START RECORD EXTRACTS

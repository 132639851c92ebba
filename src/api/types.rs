use serde::{Deserialize, Serialize};

use crate::curriculum::{LevelSummary, Puzzle, Selection};
use crate::tier::UserPermissions;

#[derive(Debug, Clone, Serialize, Deserialize)]
#[serde(rename_all = "camelCase")]
pub struct CurriculumResponse {
    pub version: String,
    pub levels: Vec<LevelSummary>,
}

#[derive(Debug, Clone, Deserialize)]
pub struct PuzzleQuery {
    pub count: Option<usize>,
}

impl PuzzleQuery {
    pub const DEFAULT_COUNT: usize = 10;

    /// Requested count. Zero is rejected by the caller; anything above the
    /// pool size just returns the whole pool.
    pub fn count(&self) -> usize {
        self.count.unwrap_or(Self::DEFAULT_COUNT)
    }
}

#[derive(Debug, Clone, Serialize)]
#[serde(rename_all = "camelCase")]
pub struct SelectionResponse<'a> {
    pub puzzles: Vec<&'a Puzzle>,
    pub requested: usize,
    /// Already solved puzzles were reused because fresh ones ran out
    pub relaxed: bool,
}

impl<'a> SelectionResponse<'a> {
    pub fn new(selection: Selection<'a>, requested: usize) -> Self {
        Self {
            puzzles: selection.puzzles,
            requested,
            relaxed: selection.relaxed,
        }
    }
}

#[derive(Debug, Clone, Serialize, Deserialize)]
pub struct MixedPracticeRequest {
    pub theme_ids: Vec<String>,
    pub count: Option<usize>,
}

#[derive(Debug, Clone, Serialize, Deserialize)]
pub struct PuzzleSolvedRequest {
    pub theme_id: String,
    pub puzzle_id: String,
}

#[derive(Debug, Clone, Serialize, Deserialize)]
pub struct ThemeRequest {
    pub theme_id: String,
}

#[derive(Debug, Clone, Serialize)]
#[serde(rename_all = "camelCase")]
pub struct LessonStartResponse {
    pub lesson_id: String,
    pub permissions: UserPermissions,
}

END RECORD EXTRACTS

### EXERCISE
From the data above, copy every line where "crate" appears.

### EXERCISE OUTPUT
use crate::curriculum::{LevelSummary, Puzzle, Selection};
use crate::tier::UserPermissions;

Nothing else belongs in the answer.